Virginia (PC/OSX/PS4/XB1)

  • Hi. I bought this game last weekend on a sale and I thought I'd be enjoying it more. It's a walking simulator, but so far there's just a rather restrained walking. There's almost no exploration, there's no dialogue, I can't even move the character for most of the game. So far the redeeming points I found are aesthetic. What do you think of it?

  • I think its more interesting than it is good. I liked what they were trying with the silent narrative storytelling and the jump cuts, but it didnt quite work for me as I thought by the end the story was a bit of mess although i get what it was trying to do.

  • Make sure you increase the turn sensitivity to full. I played it on PS4 and it was much worse to play when sensitivity was default.

  • @FutureCorpse Pretty much my thoughts as well. By the end the story got too weird for me. Like I got the idea, but I don't know, would have preferred something more "traditional" in a sense for the story. But it still was an interesting few hours, I don't often play that kind of games. I bought it after Huber's suggestions, only costed a couple euros in PS Store at the time.

  • It is a narrative game through and through, one that tries to translate a lot of aspects of cinematic storytelling not previously explored in games. Mainly cutting and editing to tell a story. I'd say its restrained in its gameplay and there are bits of exploration at a few key points.
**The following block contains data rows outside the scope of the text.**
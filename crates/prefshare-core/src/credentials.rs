//! Bearer token storage and retrieval.
//!
//! Stores tokens in `<base>/credentials.json` with restricted permissions (0600).
//! Tokens are never logged or displayed in full.

use std::collections::BTreeMap;
use std::fs::{self, OpenOptions};
use std::io::Write;
use std::path::{Path, PathBuf};

use anyhow::{Context, Result};
use serde::{Deserialize, Serialize};

use crate::config::paths;

/// Credential cache filename.
const CREDENTIALS_FILE: &str = "credentials.json";

/// Key holding the end-user token.
pub const USER_TOKEN_KEY: &str = "jwt";
/// Older key for the end-user token, read as a fallback.
pub const LEGACY_USER_TOKEN_KEY: &str = "userToken";
/// Key holding the admin token.
pub const ADMIN_TOKEN_KEY: &str = "adminToken";

/// Account role a token belongs to.
#[derive(Debug, Clone, Copy, PartialEq, Eq, Hash)]
pub enum Role {
    User,
    Admin,
}

impl Role {
    /// Key the role's token is written under.
    pub fn storage_key(self) -> &'static str {
        match self {
            Role::User => USER_TOKEN_KEY,
            Role::Admin => ADMIN_TOKEN_KEY,
        }
    }

    /// Keys checked, in order, when reading the role's token.
    fn lookup_keys(self) -> &'static [&'static str] {
        match self {
            Role::User => &[USER_TOKEN_KEY, LEGACY_USER_TOKEN_KEY],
            Role::Admin => &[ADMIN_TOKEN_KEY],
        }
    }

    pub fn label(self) -> &'static str {
        match self {
            Role::User => "user",
            Role::Admin => "admin",
        }
    }
}

/// Shows the first few characters of a token for diagnostics.
pub fn mask_token(token: &str) -> String {
    let prefix: String = token.chars().take(4).collect();
    format!("{prefix}…")
}

/// Persistent key-value token cache.
#[derive(Debug, Default, Clone, Serialize, Deserialize)]
pub struct CredentialStore {
    #[serde(flatten)]
    tokens: BTreeMap<String, String>,

    #[serde(skip)]
    path: PathBuf,
}

impl CredentialStore {
    /// Returns the path to the default credentials file.
    pub fn default_path() -> PathBuf {
        paths::prefshare_home().join(CREDENTIALS_FILE)
    }

    /// Loads the store from the default path.
    pub fn load() -> Self {
        Self::load_from(&Self::default_path())
    }

    /// Loads the store from disk.
    ///
    /// A missing, unreadable or corrupt file yields an empty store: every
    /// role reads as logged out rather than failing the caller.
    pub fn load_from(path: &Path) -> Self {
        match Self::try_load(path) {
            Ok(store) => store,
            Err(err) => {
                tracing::warn!(error = %format!("{err:#}"), "credential store unreadable; treating as empty");
                Self {
                    tokens: BTreeMap::new(),
                    path: path.to_path_buf(),
                }
            }
        }
    }

    fn try_load(path: &Path) -> Result<Self> {
        let mut store = if path.exists() {
            let contents = fs::read_to_string(path)
                .with_context(|| format!("Failed to read credentials from {}", path.display()))?;
            serde_json::from_str::<Self>(&contents)
                .with_context(|| format!("Failed to parse credentials from {}", path.display()))?
        } else {
            Self::default()
        };
        store.path = path.to_path_buf();
        Ok(store)
    }

    /// Path this store persists to.
    pub fn path(&self) -> &Path {
        &self.path
    }

    /// Saves the store to disk with restricted permissions (0600).
    ///
    /// # Errors
    /// Returns an error if the directory or file cannot be written.
    pub fn save(&self) -> Result<()> {
        let path = &self.path;

        if let Some(parent) = path.parent() {
            fs::create_dir_all(parent)
                .with_context(|| format!("Failed to create directory {}", parent.display()))?;
        }

        let contents =
            serde_json::to_string_pretty(self).context("Failed to serialize credentials")?;

        // Tokens are secrets: owner read/write only
        #[cfg(unix)]
        {
            use std::os::unix::fs::OpenOptionsExt;
            let mut file = OpenOptions::new()
                .write(true)
                .create(true)
                .truncate(true)
                .mode(0o600)
                .open(path)
                .with_context(|| format!("Failed to open {} for writing", path.display()))?;
            file.write_all(contents.as_bytes())
                .with_context(|| format!("Failed to write to {}", path.display()))?;
        }

        // No mode bits here; rely on the profile directory's ACL
        #[cfg(not(unix))]
        {
            fs::write(path, contents)
                .with_context(|| format!("Failed to write to {}", path.display()))?;
        }

        Ok(())
    }

    /// Gets the token stored under a key. Blank values read as absent.
    pub fn get(&self, key: &str) -> Option<&str> {
        self.tokens
            .get(key)
            .map(|t| t.trim())
            .filter(|t| !t.is_empty())
    }

    /// Sets the token for a key (in memory; call `save` to persist).
    pub fn set(&mut self, key: &str, token: &str) {
        self.tokens.insert(key.to_string(), token.trim().to_string());
    }

    /// Removes the token for a key.
    pub fn remove(&mut self, key: &str) -> Option<String> {
        self.tokens.remove(key)
    }

    /// Returns the token for a role, if any.
    pub fn token_for(&self, role: Role) -> Option<&str> {
        role.lookup_keys().iter().find_map(|key| self.get(key))
    }

    /// Stores and persists a role's token.
    ///
    /// # Errors
    /// Returns an error if the store cannot be written.
    pub fn save_token(&mut self, role: Role, token: &str) -> Result<()> {
        self.set(role.storage_key(), token);
        self.save()?;
        tracing::debug!(role = role.label(), token = %mask_token(token), "stored token");
        Ok(())
    }

    /// Removes and persists the absence of a role's token.
    /// Returns whether anything was removed.
    ///
    /// # Errors
    /// Returns an error if the store cannot be written.
    pub fn clear(&mut self, role: Role) -> Result<bool> {
        let mut removed = false;
        for key in role.lookup_keys() {
            removed |= self.remove(key).is_some();
        }
        if removed {
            self.save()?;
        }
        Ok(removed)
    }
}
  • I'm still trying to finish it because it gave me motion sickness :(

  • Finish it first. My favorite part of the game is the discussion of what happened and yourself experiencing/identifying those things as that character. I think its supposed to be more of a personal experiment as to everyone felt and took something different.
    I've dove into a couple of forums discussing what happened, and nobody really has a conclusive idea.
    I loved that

  • Sat down to this tonight and decided to run through it a second time since it's relatively short game and easy platinum.

    I think I'm on the side of finding this to be a cool thing but not a good game. At first I was taken aback by the edits. It felt a bit choppy initially I thought but then I really got into them and honestly that was the big reason I bought the game. The soundtrack is really good, I think the artstyle is nice, maybe a little too minimal even for me.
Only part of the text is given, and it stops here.